I’m sure many of us recall when Black Country, New Road broke out into the scene in 2021 with their debut record. I vividly remember the exact thing that excited me the most when I heard For the first time for the first time (unintentional, I swear) was the erratic jazzy build-ups and crescendos, notably in “Instrumental” and “Opus”. Hell, I even talked about that record here and swooned about those particular elements of their music, and I’ve been desperately searching for something else to scratch that specific itch ever since. If you’re anything like me (my deepest condolences to you) and BC,NR’s wild jazzy parts and the explosive climaxes are what excited you most about their music, boy have we a treat for you. Behold: Maruja and their newest release, Tír na nÓg!
Maruja effortlessly breathes a gust of fresh air into post-rock/punk with their jazz and experimental leanings that truly do make for an unforgettable experience. Taken straight from the live performance video embedded below: ‘Tír na nÓg is a name given to the Celtic Otherworld in Irish mythology. It’s a parallel universe where magic spawns from, the source of creativity.’ Now, with that little tidbit of trivia knowledge, you’ll come to realize that there is no other way to describe or title this EP as aptly as that. With the music that you’re about to hear, it’ll be obvious that magic spawned and happened to be recorded and boom, EP! One other thing I should mention is that the EP was entirely improvised?!? These lads truly do harbor the source of all creativity known to mankind, and I am forever envious of them. I can guarantee that you’ll feel the same way after hearing just a few minutes of the madness that is about to ensue.

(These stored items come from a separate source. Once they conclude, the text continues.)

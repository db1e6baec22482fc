//! Four step ordering guide. Arrow buttons carry the album message ids so
//! each step replaces the pictures of the previous one.

use tracing::debug;

use super::ui_builder::{guide_buttons, GUIDE_STEPS, MAX_ALBUM_IMAGES};
use super::Handler;
use crate::chat::{Keyboard, Media};
use crate::errors::{BotError, BotResult};

impl Handler {
    fn guide_step_media(&self, step: u8) -> Vec<Media> {
        let urls: Vec<String> = self
            .settings
            .guide_step_images(step)
            .iter()
            .take(MAX_ALBUM_IMAGES)
            .cloned()
            .collect();
        Media::album(&urls, Some(self.texts.get(&format!("guide-step-{step}"))))
    }

    /// Shows guide step `step`. Without album ids (from the menu) a fresh
    /// album is sent; with them the existing album and controls are edited.
    pub async fn guide_step(
        &self,
        chat_id: i64,
        step: u8,
        album_ids: &[i32],
        control_message_id: Option<i32>,
    ) -> BotResult<()> {
        if !(1..=GUIDE_STEPS).contains(&step) {
            return Err(BotError::InvalidUpdate);
        }
        let media = self.guide_step_media(step);
        let step_text = format!("guide-step-{step}");

        if album_ids.is_empty() || control_message_id.is_none() {
            let album_ids = if media.is_empty() {
                Vec::new()
            } else {
                self.chat.send_media_group(chat_id, media).await?
            };
            let buttons = guide_buttons(&self.texts, step, &album_ids)?;
            self.send_with_keyboard(chat_id, &step_text, Keyboard::Inline(buttons))
                .await?;
            return Ok(());
        }

        debug!(user_id = %chat_id, step, "Editing guide album in place");
        let mut kept_ids = Vec::with_capacity(album_ids.len());
        for (i, message_id) in album_ids.iter().enumerate() {
            match media.get(i) {
                Some(item) => {
                    self.chat
                        .edit_message_media(chat_id, *message_id, item.clone())
                        .await?;
                    kept_ids.push(*message_id);
                }
                None => self.chat.delete_message(chat_id, *message_id).await?,
            }
        }

        let buttons = guide_buttons(&self.texts, step, &kept_ids)?;
        if let Some(message_id) = control_message_id {
            self.chat.edit_message_buttons(chat_id, message_id, buttons).await?;
        }
        Ok(())
    }
}
fn item_from_row(row: &PgRow) -> StoreResult<CatalogItem> {
    let image_urls: Json<Vec<String>> = row.try_get("image_urls")?;
    let available_sizes: Json<Vec<String>> = row.try_get("available_sizes")?;
    let available_in_city: Json<Vec<String>> = row.try_get("available_in_city")?;
    let rank: i32 = row.try_get("rank")?;
    let quantity: i32 = row.try_get("quantity")?;
    let price_rub: i64 = row.try_get("price_rub")?;

    Ok(CatalogItem {
        item_id: row.try_get("item_id")?,
        image_urls: image_urls.0,
        title: row.try_get("title")?,
        rank: rank as u32,
        available_sizes: available_sizes.0,
        available_in_city: available_in_city.0,
        quantity: quantity as u32,
        price_rub: from_bigint(price_rub, "price_rub")?,
        shop_link: row.try_get("shop_link")?,
    })
}

fn order_from_row(row: &PgRow) -> StoreResult<Order> {
    let customer: Json<OrderCustomer> = row.try_get("customer")?;
    let cart: Json<Cart> = row.try_get("cart")?;
    let amount_rub: i64 = row.try_get("amount_rub")?;
    let amount_yuan: i64 = row.try_get("amount_yuan")?;
    let status: String = row.try_get("status")?;

    Ok(Order {
        order_id: row.try_get("order_id")?,
        short_id: row.try_get("short_id")?,
        customer: customer.0,
        cart: cart.0,
        amount_rub: from_bigint(amount_rub, "amount_rub")?,
        amount_yuan: from_bigint(amount_yuan, "amount_yuan")?,
        delivery_address: row.try_get("delivery_address")?,
        is_express: row.try_get("is_express")?,
        is_paid: row.try_get("is_paid")?,
        is_approved: row.try_get("is_approved")?,
        status: OrderStatus::parse(&status)
            .ok_or_else(|| StoreError::Corrupted(format!("unknown order status {status:?}")))?,
        comment: row.try_get("comment")?,
        created_at: row.try_get("created_at")?,
    })
}

#[async_trait]
impl Store for PgStore {
    async fn get_customer(&self, telegram_id: i64) -> StoreResult<Customer> {
        let row = sqlx::query("SELECT * FROM customers WHERE telegram_id = $1")
            .bind(telegram_id)
            .fetch_optional(&self.pool)
            .await?
            .ok_or(StoreError::CustomerNotFound(telegram_id))?;
        customer_from_row(&row)
    }

    async fn save_customer(&self, customer: &Customer) -> StoreResult<()> {
        sqlx::query(
            r#"
            INSERT INTO customers (telegram_id, username, full_name, phone_number, state, cart, meta,
                                   calculator_meta, catalog_offset, last_edit_position)
            VALUES ($1, $2, $3, $4, $5, $6, $7, $8, $9, $10)
            ON CONFLICT (telegram_id) DO UPDATE SET
                username = EXCLUDED.username,
                full_name = EXCLUDED.full_name,
                phone_number = EXCLUDED.phone_number,
                state = EXCLUDED.state,
                cart = EXCLUDED.cart,
                meta = EXCLUDED.meta,
                calculator_meta = EXCLUDED.calculator_meta,
                catalog_offset = EXCLUDED.catalog_offset,
                last_edit_position = EXCLUDED.last_edit_position
            "#,
        )
        .bind(customer.telegram_id)
        .bind(&customer.username)
        .bind(&customer.full_name)
        .bind(&customer.phone_number)
        .bind(i16::from(customer.state))
        .bind(Json(&customer.cart))
        .bind(Json(&customer.meta))
        .bind(Json(&customer.calculator_meta))
        .bind(customer.catalog_offset as i64)
        .bind(customer.last_edit_position.as_ref().map(Json))
        .execute(&self.pool)
        .await?;
        Ok(())
    }

    async fn update_customer(&self, telegram_id: i64, update: CustomerUpdate) -> StoreResult<()> {
        if update.is_empty() {
            return Ok(());
        }

        let mut builder: QueryBuilder<Postgres> = QueryBuilder::new("UPDATE customers SET ");
        {
            let mut fields = builder.separated(", ");
            if let Some(state) = update.state {
                fields.push("state = ").push_bind_unseparated(i16::from(state));
            }
            if let Some(username) = update.username {
                fields.push("username = ").push_bind_unseparated(username);
            }
            if let Some(full_name) = update.full_name {
                fields.push("full_name = ").push_bind_unseparated(full_name);
            }
            if let Some(phone_number) = update.phone_number {
                fields.push("phone_number = ").push_bind_unseparated(phone_number);
            }
            if let Some(cart) = update.cart {
                fields.push("cart = ").push_bind_unseparated(Json(cart));
            }
            if let Some(meta) = update.meta {
                fields.push("meta = ").push_bind_unseparated(Json(meta));
            }
            if let Some(meta) = update.calculator_meta {
                fields.push("calculator_meta = ").push_bind_unseparated(Json(meta));
            }
            if let Some(offset) = update.catalog_offset {
                fields.push("catalog_offset = ").push_bind_unseparated(offset as i64);
            }
            if let Some(draft) = update.last_edit_position {
                fields
                    .push("last_edit_position = ")
                    .push_bind_unseparated(draft.map(Json));
            }
        }
        builder.push(" WHERE telegram_id = ").push_bind(telegram_id);

        let result = builder.build().execute(&self.pool).await?;
        if result.rows_affected() == 0 {
            return Err(StoreError::CustomerNotFound(telegram_id));
        }
        Ok(())
    }

    async fn update_state(&self, telegram_id: i64, state: State) -> StoreResult<()> {
        let result = sqlx::query("UPDATE customers SET state = $1 WHERE telegram_id = $2")
            .bind(i16::from(state))
            .bind(telegram_id)
            .execute(&self.pool)
            .await?;
        if result.rows_affected() == 0 {
            return Err(StoreError::CustomerNotFound(telegram_id));
        }
        Ok(())
    }

    async fn nullify_catalog_offsets(&self) -> StoreResult<()> {
        sqlx::query("UPDATE customers SET catalog_offset = 0")
            .execute(&self.pool)
            .await?;
        Ok(())
    }

    async fn get_catalog(&self) -> StoreResult<Vec<CatalogItem>> {
        let rows = sqlx::query("SELECT * FROM catalog ORDER BY rank ASC")
            .fetch_all(&self.pool)
            .await?;
        rows.iter().map(item_from_row).collect()
    }

    async fn add_item(&self, item: CatalogItem) -> StoreResult<u32> {
        let mut tx = self.pool.begin().await?;

        // Serializes concurrent appends; readers are not blocked
        sqlx::query("LOCK TABLE catalog IN SHARE ROW EXCLUSIVE MODE")
            .execute(&mut *tx)
            .await?;

        let (rank,): (i32,) = sqlx::query_as(
            r#"
            INSERT INTO catalog (item_id, image_urls, title, rank, available_sizes, available_in_city,
                                 quantity, price_rub, shop_link)
            SELECT $1, $2, $3, COALESCE(MAX(rank) + 1, 0), $4, $5, $6, $7, $8 FROM catalog
            RETURNING rank
            "#,
        )
        .bind(item.item_id)
        .bind(Json(&item.image_urls))
        .bind(&item.title)
        .bind(Json(&item.available_sizes))
        .bind(Json(&item.available_in_city))
        .bind(item.quantity as i32)
        .bind(to_bigint(item.price_rub, "price_rub")?)
        .bind(&item.shop_link)
        .fetch_one(&mut *tx)
        .await?;

        tx.commit().await?;
        debug!(item_id = %item.item_id, rank, "Added catalog item");
        self.notify().await?;
        Ok(rank as u32)
    }

    async fn remove_item(&self, item_id: Uuid) -> StoreResult<()> {
        let mut tx = self.pool.begin().await?;

        let removed: Option<(i32,)> = sqlx::query_as("DELETE FROM catalog WHERE item_id = $1 RETURNING rank")
            .bind(item_id)
            .fetch_optional(&mut *tx)
            .await?;
        let (rank,) = removed.ok_or_else(|| StoreError::item_not_found(item_id))?;

        sqlx::query("UPDATE catalog SET rank = rank - 1 WHERE rank > $1")
            .bind(rank)
            .execute(&mut *tx)
            .await?;

        tx.commit().await?;
        self.notify().await
    }

    async fn update_ranks(&self, up_id: Uuid, down_id: Uuid) -> StoreResult<()> {
        let mut tx = self.pool.begin().await?;

        let mut ranks = Vec::with_capacity(2);
        for item_id in [up_id, down_id] {
            let rank: Option<(i32,)> = sqlx::query_as("SELECT rank FROM catalog WHERE item_id = $1 FOR UPDATE")
                .bind(item_id)
                .fetch_optional(&mut *tx)
                .await?;
            let (rank,) = rank.ok_or_else(|| StoreError::item_not_found(item_id))?;
            ranks.push(rank);
        }

        for (item_id, rank) in [(up_id, ranks[1]), (down_id, ranks[0])] {
            sqlx::query("UPDATE catalog SET rank = $1 WHERE item_id = $2")
                .bind(rank)
                .bind(item_id)
                .execute(&mut *tx)
                .await?;
        }

        tx.commit().await?;
        self.notify().await
    }

    async fn get_rank_by_id(&self, item_id: Uuid) -> StoreResult<u32> {
        let rank: Option<(i32,)> = sqlx::query_as("SELECT rank FROM catalog WHERE item_id = $1")
            .bind(item_id)
            .fetch_optional(&self.pool)
            .await?;
        rank.map(|(r,)| r as u32)
            .ok_or_else(|| StoreError::item_not_found(item_id))
    }

    async fn get_id_by_rank(&self, rank: u32) -> StoreResult<Uuid> {
        let id: Option<(Uuid,)> = sqlx::query_as("SELECT item_id FROM catalog WHERE rank = $1")
            .bind(rank as i32)
            .fetch_optional(&self.pool)
            .await?;
        id.map(|(id,)| id)
            .ok_or_else(|| StoreError::ItemNotFound(format!("rank {rank}")))
    }

    async fn save_order(&self, order: &Order) -> StoreResult<()> {
        sqlx::query(
            r#"
            INSERT INTO orders (order_id, short_id, customer_id, customer, cart, amount_rub, amount_yuan,
                                delivery_address, is_express, is_paid, is_approved, status, comment, created_at)
            VALUES ($1, $2, $3, $4, $5, $6, $7, $8, $9, $10, $11, $12, $13, $14)
            "#,
        )
        .bind(order.order_id)
        .bind(&order.short_id)
        .bind(order.customer.telegram_id)
        .bind(Json(&order.customer))
        .bind(Json(&order.cart))
        .bind(to_bigint(order.amount_rub, "amount_rub")?)
        .bind(to_bigint(order.amount_yuan, "amount_yuan")?)
        .bind(&order.delivery_address)
        .bind(order.is_express)
        .bind(order.is_paid)
        .bind(order.is_approved)
        .bind(order.status.as_str())
        .bind(&order.comment)
        .bind(order.created_at)
        .execute(&self.pool)
        .await?;
        Ok(())
    }

    async fn get_order_by_short_id(&self, short_id: &str) -> StoreResult<Order> {
        let row = sqlx::query("SELECT * FROM orders WHERE short_id = $1")
            .bind(short_id)
            .fetch_optional(&self.pool)
            .await?
            .ok_or_else(|| StoreError::OrderNotFound(short_id.to_string()))?;
        order_from_row(&row)
    }

    async fn get_free_short_id(&self) -> StoreResult<String> {
        for _ in 0..SHORT_ID_ATTEMPTS {
            let candidate = generate_short_id();
            let (taken,): (bool,) = sqlx::query_as("SELECT EXISTS(SELECT 1 FROM orders WHERE short_id = $1)")
                .bind(&candidate)
                .fetch_one(&self.pool)
                .await?;
            if !taken {
                return Ok(candidate);
            }
        }
        Err(StoreError::Corrupted("short id space exhausted".to_string()))
    }

    async fn get_orders_for_customer(&self, telegram_id: i64) -> StoreResult<Vec<Order>> {
        let rows = sqlx::query("SELECT * FROM orders WHERE customer_id = $1 ORDER BY created_at ASC")
            .bind(telegram_id)
            .fetch_all(&self.pool)
            .await?;
        rows.iter().map(order_from_row).collect()
    }

    async fn update_order_to_paid(&self, telegram_id: i64, short_id: &str) -> StoreResult<()> {
        let result = sqlx::query("UPDATE orders SET is_paid = TRUE WHERE short_id = $1 AND customer_id = $2")
            .bind(short_id)
            .bind(telegram_id)
            .execute(&self.pool)
            .await?;
        if result.rows_affected() == 0 {
            return Err(StoreError::OrderNotFound(short_id.to_string()));
        }
        Ok(())
    }
}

Tír na nÓg is very much musical ego death, with hallucinatory soundscapes and constantly evolving movements that completely reset all that you know and have come to expect from music as a whole. It feels as if that two-hour album by Neptunian Maximalism (Éons) was somehow distilled down into just 22 minutes with a healthy dosage of BC,NR’s melodramatic flair. One minute, you’re meditating along to hauntingly eerie vocalizations, careening saxophones, and dizzying percussive effects and then some Car Bomb-esque pew-pew-pew-pew-pews (yes, that’s the scientific musical term for it) come out of left field because why not; musical parkour at its finest and honestly, I’m here for it. The more I listen to and think about it, this type of musical aberration can only be birthed through improvisation, and I say that in the absolute best way possible.
Musical improvisation is something that can easily go in one direction or the other, with zero middle ground whatsoever. While it is much more common for it to fizzle out the moment it begins, there is always the tiniest sliver of a chance that it will lead to an enormous display of musical fireworks, or rather an intriguingly hellish descent into madness in the case of Tír na nÓg. Improvisation is something you’d mainly see executed by a single individual and not so much by a group of people. As if it wasn’t hard enough already for one person to improvise well on their own, doing so as a collective is an entirely different beast. With how Tír na nÓg turned out, I am fully convinced the band is capable of collective telepathy to make this musical stream of consciousness become reality. The gents in Maruja are all simultaneously transcending the musical astral plane as if they were a single living entity.
I’ve said this many times across various different other reviews, but it is always the artists that are completely unbeknownst to me to leave me breathless, and even moreso those that go as far of breaking musical conventions. UMG may disagree with me, but music doesn’t always need to conform to rules and commercially successful patterns purely for the sake of maximizing profit. It may be a surprise to many, but the best music comes from the depths of our soul and psyches. The principles of music are without a doubt indispensable (not to suggest that Maruja don’t utilize them) but they’ve clearly had something subconsciously brewing over the course of their entire lives for it to come out and be captured in the form of Tír na nÓg as if it was their destiny all along.